Chief Justice of India D.Y. Chandrachud on Thursday said the government cannot justify the “means” used to abrogate Article 370 from the Constitution and erase Jammu and Kashmir as a full-fledged State in August 2019 by simply pointing to the “ends” achieved.
“We cannot postulate a situation that ends justify the means… Means must be consistent with the ends,” Chief Justice Chandrachud said.
The Chief Justice, heading a Constitution Bench, reminded the government that while persuasion, real politick and the genius of Sardar Vallabhai Patel drew 562 princely States to the Union of India, Jammu and Kashmir “bucked the trend” and followed the route of Article 370.
The government began its response in the Article 370 case with Attorney General R. Venkataramani and Solicitor General Tushar Mehta taking turns to convince the court that the abrogation was not a “fraud on the Constitution”.
Mr. Venkataramani argued that Jammu and Kashmir had lost all traces of sovereignty the moment it signed the Instrument of Accession with the Government of India in October 1947.
“Accession is the first step towards losing one’s sovereignty,” Mr. Mehta said.
“Yes, the consequence of accession is you are united in a federation. But you [government] will still have to deal with their [petitioners] argument that sovereignty has two components — external and internal — and Jammu and Kashmir retained their internal sovereignty… The Indian Constitution did not devise a provision like Article 370 for the other princely States, who accepted the ultimate dominion power and executive and legislative authority of the Union of India,” Chief Justice Chandrachud observed.
Mr.
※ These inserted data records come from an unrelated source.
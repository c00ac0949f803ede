//! Base store row types shared by the aggregate and marker code

use chrono::{DateTime, Utc};
use rusqlite::types::{FromSql, FromSqlError, FromSqlResult, ToSql, ToSqlOutput, ValueRef};
use serde::{Deserialize, Serialize};
use std::fmt;
use std::str::FromStr;

/// Kind of declaration a signature was extracted from
#[derive(Debug, Clone, Copy, PartialEq, Eq, Hash, PartialOrd, Ord, Serialize, Deserialize)]
#[serde(rename_all = "lowercase")]
pub enum SignatureKind {
    Function,
    Event,
    Error,
}

impl SignatureKind {
    pub fn all() -> [SignatureKind; 3] {
        [SignatureKind::Function, SignatureKind::Event, SignatureKind::Error]
    }

    pub fn as_str(&self) -> &'static str {
        match self {
            SignatureKind::Function => "function",
            SignatureKind::Event => "event",
            SignatureKind::Error => "error",
        }
    }
}

impl fmt::Display for SignatureKind {
    fn fmt(&self, f: &mut fmt::Formatter<'_>) -> fmt::Result {
        f.write_str(self.as_str())
    }
}

#[derive(Debug, Clone, PartialEq, Eq)]
pub struct UnknownSignatureKind(pub String);

impl fmt::Display for UnknownSignatureKind {
    fn fmt(&self, f: &mut fmt::Formatter<'_>) -> fmt::Result {
        write!(f, "unknown signature kind '{}'", self.0)
    }
}

impl std::error::Error for UnknownSignatureKind {}

impl FromStr for SignatureKind {
    type Err = UnknownSignatureKind;

    fn from_str(s: &str) -> Result<Self, Self::Err> {
        match s.to_lowercase().as_str() {
            "function" => Ok(SignatureKind::Function),
            "event" => Ok(SignatureKind::Event),
            "error" => Ok(SignatureKind::Error),
            _ => Err(UnknownSignatureKind(s.to_string())),
        }
    }
}

impl ToSql for SignatureKind {
    fn to_sql(&self) -> rusqlite::Result<ToSqlOutput<'_>> {
        Ok(ToSqlOutput::from(self.as_str()))
    }
}

impl FromSql for SignatureKind {
    fn column_result(value: ValueRef<'_>) -> FromSqlResult<Self> {
        value
            .as_str()?
            .parse()
            .map_err(|e| FromSqlError::Other(Box::new(e)))
    }
}

/// Provenance source of a signature mapping, one table each
#[derive(Debug, Clone, Copy, PartialEq, Eq, Hash)]
pub enum SourceKind {
    Github,
    Etherscan,
    Fourbyte,
}

impl SourceKind {
    pub fn all() -> [SourceKind; 3] {
        [SourceKind::Github, SourceKind::Etherscan, SourceKind::Fourbyte]
    }

    pub fn mapping_table(&self) -> &'static str {
        match self {
            SourceKind::Github => "mapping_signature_github",
            SourceKind::Etherscan => "mapping_signature_etherscan",
            SourceKind::Fourbyte => "mapping_signature_fourbyte",
        }
    }
}

/// The single `github_crawler_metadata` row
#[derive(Debug, Clone, PartialEq, Eq, Serialize)]
pub struct CrawlerMarker {
    pub last_user_check: DateTime<Utc>,
    pub last_repository_check: DateTime<Utc>,
    pub last_repository_search: DateTime<Utc>,
}

/// Convert a stored Unix timestamp, rejecting out-of-range values
pub(crate) fn timestamp_to_datetime(secs: i64) -> FromSqlResult<DateTime<Utc>> {
    DateTime::from_timestamp(secs, 0).ok_or(FromSqlError::OutOfRange(secs))
}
Mehta said Jammu and Kashmir could not be considered “special” or “unique” merely because it had a Constitution in 1939 or the Instrument of Accession had mentioned certain reservations interpreted as a continuation of the State’s internal sovereignty.
“Sixty-two of the princely States had their own Constitutions, 286 across the length and breadth of the country were in the process of framing their own Constitutions… Manipur adopted a Constitution in July 1947 which provided for fundamental rights and separation of powers which recognised the Maharaja as its constitution head… The draft of the Instrument of Accession was common to all the princely States… The signing of a merger agreement between a princely State and the Indian government was not sine qua non [a necessity] to be part of the Indian Union… It is wrong to say that Article 370 was a special feature and the provision was a privilege given to Jammu and Kashmir which could never be taken away,” Mr. Mehta submitted.
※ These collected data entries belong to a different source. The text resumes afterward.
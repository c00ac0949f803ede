//! Shared fixtures for integration tests
#![allow(dead_code)]

use chrono::Utc;
use rusqlite::{params, Connection};
use sigflow::store::{apply_schema, open_database, SignatureKind, SourceKind};
use std::path::PathBuf;
use tempfile::TempDir;

pub const DAY: i64 = 86_400;

/// Wall clock, Unix seconds; the refresh trigger computes against it too
pub fn now() -> i64 {
    Utc::now().timestamp()
}

/// A file-backed base store in a throwaway directory
pub struct TestStore {
    pub dir: TempDir,
    pub db_path: PathBuf,
}

impl TestStore {
    pub fn new() -> Self {
        let dir = tempfile::tempdir().unwrap();
        let db_path = dir.path().join("sigflow.db");

        let conn = open_database(&db_path).unwrap();
        apply_schema(&conn).unwrap();

        TestStore { dir, db_path }
    }

    pub fn connect(&self) -> Connection {
        open_database(&self.db_path).unwrap()
    }

    pub fn out_dir(&self, name: &str) -> PathBuf {
        self.dir.path().join(name)
    }
}

pub fn add_signature(conn: &Connection, text: &str, added_at: i64) -> i64 {
    conn.execute(
        "INSERT INTO signature (text, hash, added_at) VALUES (?1, ?2, ?3)",
        params![text, format!("hash:{}", text), added_at],
    )
    .unwrap();
    conn.last_insert_rowid()
}

/// Map a signature to a source and record its kind
///
/// `provenance` is the repository or contract id, ignored for 4byte.
pub fn map_signature(
    conn: &Connection,
    source: SourceKind,
    signature_id: i64,
    provenance: i64,
    kind: SignatureKind,
) {
    match source {
        SourceKind::Github => conn.execute(
            "INSERT INTO mapping_signature_github (signature_id, repository_id, kind, added_at)
             VALUES (?1, ?2, ?3, 0)",
            params![signature_id, provenance, kind],
        ),
        SourceKind::Etherscan => conn.execute(
            "INSERT INTO mapping_signature_etherscan (signature_id, contract_id, kind, added_at)
             VALUES (?1, ?2, ?3, 0)",
            params![signature_id, provenance, kind],
        ),
        SourceKind::Fourbyte => conn.execute(
            "INSERT INTO mapping_signature_fourbyte (signature_id, kind, added_at)
             VALUES (?1, ?2, 0)",
            params![signature_id, kind],
        ),
    }
    .unwrap();

    conn.execute(
        "INSERT OR IGNORE INTO mapping_signature_kind (signature_id, kind) VALUES (?1, ?2)",
        params![signature_id, kind],
    )
    .unwrap();
}

pub fn add_user(conn: &Connection, id: i64, login: &str) {
    conn.execute(
        "INSERT INTO github_user (id, login, html_url, added_at) VALUES (?1, ?2, ?3, 0)",
        params![id, login, format!("https://github.com/{}", login)],
    )
    .unwrap();
}

/// A repository owned by user 1, who must exist
pub fn add_repository(conn: &Connection, id: i64, name: &str) {
    conn.execute(
        "INSERT INTO github_repository
             (id, owner_id, name, html_url, language, stargazers_count, size,
              created_at, pushed_at, updated_at, added_at, solidity_ratio)
         VALUES (?1, 1, ?2, ?3, 'Solidity', 12, 340, 0, 0, 0, 0, 0.75)",
        params![id, name, format!("https://github.com/acme/{}", name)],
    )
    .unwrap();
}

pub fn add_contract(conn: &Connection, id: i64, address: &str) {
    conn.execute(
        "INSERT INTO etherscan_contract
             (id, address, name, compiler, compiler_version, url, added_at)
         VALUES (?1, ?2, 'Token', 'solc', 'v0.8.24', ?3, 0)",
        params![id, address, format!("https://etherscan.io/address/{}", address)],
    )
    .unwrap();
}

/// A small corpus where every signature has exactly one kind
pub fn seed_corpus(conn: &Connection) {
    let now = now();
    add_user(conn, 1, "acme");
    add_repository(conn, 1, "token");
    add_repository(conn, 2, "vault");
    add_contract(conn, 7, "0x00000000000000000000000000000000000000a7");

    let transfer = add_signature(conn, "transfer(address,uint256)", now - DAY);
    let approval = add_signature(conn, "Approval(address,address,uint256)", now - 2 * DAY);
    let unauthorized = add_signature(conn, "Unauthorized()", now - 9 * DAY);
    let deposit = add_signature(conn, "deposit()", now - 40 * DAY);

    map_signature(conn, SourceKind::Github, transfer, 1, SignatureKind::Function);
    map_signature(conn, SourceKind::Github, transfer, 2, SignatureKind::Function);
    map_signature(conn, SourceKind::Etherscan, transfer, 7, SignatureKind::Function);
    map_signature(conn, SourceKind::Github, approval, 1, SignatureKind::Event);
    map_signature(conn, SourceKind::Fourbyte, unauthorized, 0, SignatureKind::Error);
    map_signature(conn, SourceKind::Fourbyte, deposit, 0, SignatureKind::Function);
}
The Solicitor General said the petitioners had confused internal sovereignty with autonomy. “In a federal set-up, autonomy resides in every unit, in every State or institution. But that does not mean they have internal sovereignty,” Mr. Mehta argued.
Mr. Venkataramani said the court’s review of the procedure of abrogation was limited. He said border States like Jammu and Kashmir form a “special class of territories of India and their reorganisation required special consideration”.
“The court will defer to the wisdom of the Parliament in choices of action relating to border States,” Mr. Venkataramani submitted.
For border States, he said the plenary power of the Parliament under Article 3 to form new States, alter areas, boundaries and names of existing States would be available even during President’s rule under Article 356 of the Constitution. The abrogation of Article 370 and the conversion of the State of Jammu and Kashmir was done when the erstwhile State was under President’s rule.
Mr. Mehta said the abrogation cured a “psychological duality” from the minds of the people of Jammu and Kashmir. For 75 years, they were “confused” about their part in the destiny of India. The nation’s enemies had taken advantage of this uncertainty, the Solicitor General said.
He said the Jammu and Kashmir Constitution was having a “devastating effect” on the State. “The Preamble of the Indian Constitution was made applicable to Jammu and Kashmir by way of the 1954 Constitution Order. Thereafter, the 42nd and 44th amendments to the Indian Constitution introduced the terms ‘socialist’ and ‘secular’ to the Preamble. However, that was not made applicable till August 5, 2019... So, till August 2019, the J&K Constitution was neither socialist or secular?” Mr. Mehta asked.
The Solicitor General said the Jammu and Kashmir Constituent Assembly could not be compared to the plenary Constituent Assembly which framed the Indian Constitution. He said the Jammu and Kashmir Constitution was just an “act of legislation”. The Jammu and Kashmir Constituent Assembly was in truth only a legislative assembly.
“By the time the Jammu and Kashmir Constituent Assembly was formed, the State had merged its sovereignty. Besides, there could not have been two Constitutions,” Mr. Mehta argued.
However, Chief Justice Chandrachud referred to clause two of Article 370. “When you say this was not a Constituent Assembly but only a legislative assembly, you will have to answer how your argument squares up to clause two, which specifically says that this is a Constituent Assembly formed for making a Constitution for the State,” the Chief Justice told Mr. Mehta.